A rare cause of ischemic colitis: A case series of idiopathic mesenteric phlebosclerotic colitis from two medical centers in Taiwan

Abstract Idiopathic mesenteric phlebosclerotic colitis (IMP) is a rare disease entity of intestinal ischemia that is predominant in Asian populations. We present the clinical features, diagnosis, treatment, and outcome of this disease via a case series. We collected data from medical records in two medical centers in Taiwan. From 2008 to 2017, 11 cases were diagnosed with IMP, and their clinical features were analyzed. Eleven cases were included in our case series. The average age of the patients was 59 (±6.77) years old, and there was a predominance of women. More than half of our patients had a history of herb consumption. Their symptoms varied from asymptomatic to lethal, such as mechanical ileus.
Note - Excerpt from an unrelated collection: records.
//! Training hyperparameter configuration.

use serde::{Deserialize, Serialize};

/// Hyperparameters for a fine-tuning run.
///
/// Every field has a documented default, so a payload may carry any subset of
/// fields and the rest fill in server-compatible values. This replaces the
/// untyped configuration blob older dashboard builds sent with `/estimate`.
#[derive(Debug, Clone, PartialEq, Serialize, Deserialize)]
pub struct Hyperparameters {
    /// Optimizer step size. Default: 0.001
    #[serde(default = "default_learning_rate")]
    pub learning_rate: f64,

    /// Samples per optimizer step. Default: 32
    #[serde(default = "default_batch_size")]
    pub batch_size: u32,

    /// Full passes over the training set. Default: 10
    #[serde(default = "default_epochs")]
    pub epochs: u32,

    /// Optimizer algorithm name. Default: "adam"
    #[serde(default = "default_optimizer")]
    pub optimizer: String,

    /// L2 regularization factor. Default: 0.01
    #[serde(default = "default_weight_decay")]
    pub weight_decay: f64,

    /// Token length inputs are truncated/padded to. Default: 2048
    #[serde(default = "default_max_sequence_length")]
    pub max_sequence_length: u32,

    /// Learning-rate warmup steps. Default: 100
    #[serde(default = "default_warmup_steps")]
    pub warmup_steps: u32,
}

fn default_learning_rate() -> f64 {
    0.001
}

fn default_batch_size() -> u32 {
    32
}

fn default_epochs() -> u32 {
    10
}

fn default_optimizer() -> String {
    "adam".to_string()
}

fn default_weight_decay() -> f64 {
    0.01
}

fn default_max_sequence_length() -> u32 {
    2048
}

fn default_warmup_steps() -> u32 {
    100
}

impl Default for Hyperparameters {
    fn default() -> Self {
        Self {
            learning_rate: default_learning_rate(),
            batch_size: default_batch_size(),
            epochs: default_epochs(),
            optimizer: default_optimizer(),
            weight_decay: default_weight_decay(),
            max_sequence_length: default_max_sequence_length(),
            warmup_steps: default_warmup_steps(),
        }
    }
}

#[cfg(test)]
mod tests {
    use super::*;

    #[test]
    fn test_defaults() {
        let hp = Hyperparameters::default();
        assert_eq!(hp.learning_rate, 0.001);
        assert_eq!(hp.batch_size, 32);
        assert_eq!(hp.epochs, 10);
        assert_eq!(hp.optimizer, "adam");
        assert_eq!(hp.weight_decay, 0.01);
        assert_eq!(hp.max_sequence_length, 2048);
        assert_eq!(hp.warmup_steps, 100);
    }

    #[test]
    fn test_partial_payload_fills_defaults() {
        let json = r#"{"learning_rate": 0.1, "epochs": 3}"#;
        let hp: Hyperparameters = serde_json::from_str(json).unwrap();

        assert_eq!(hp.learning_rate, 0.1);
        assert_eq!(hp.epochs, 3);
        assert_eq!(hp.batch_size, 32, "absent fields should take defaults");
        assert_eq!(hp.optimizer, "adam");
    }

    #[test]
    fn test_empty_payload_is_all_defaults() {
        let hp: Hyperparameters = serde_json::from_str("{}").unwrap();
        assert_eq!(hp, Hyperparameters::default());
    }

    #[test]
    fn test_round_trip() {
        let hp = Hyperparameters {
            learning_rate: 0.0005,
            batch_size: 4,
            epochs: 3,
            optimizer: "adamw".to_string(),
            weight_decay: 0.1,
            max_sequence_length: 1024,
            warmup_steps: 50,
        };
        let json = serde_json::to_string(&hp).unwrap();
        let parsed: Hyperparameters = serde_json::from_str(&json).unwrap();
        assert_eq!(parsed, hp);
    }
}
The most common colonoscopic finding was the dark purple discoloration and decreased vascularity over the edematous mucosa. In our case series, nine patients showed no disease progression after conservative treatment alone. In contrast, two cases required surgical intervention due to mechanical ileus. The symptoms of IMP may vary extremely, and it may present as asymptomatic or lethal. The etiology of this rare disease remained unknown, and some offending materials such as herb were considered responsible for its genesis. Both the specific radiological and colonoscopic characteristics helped to confirm its diagnosis. IMP should be always considered for ischemic colitis in long‐term herb users.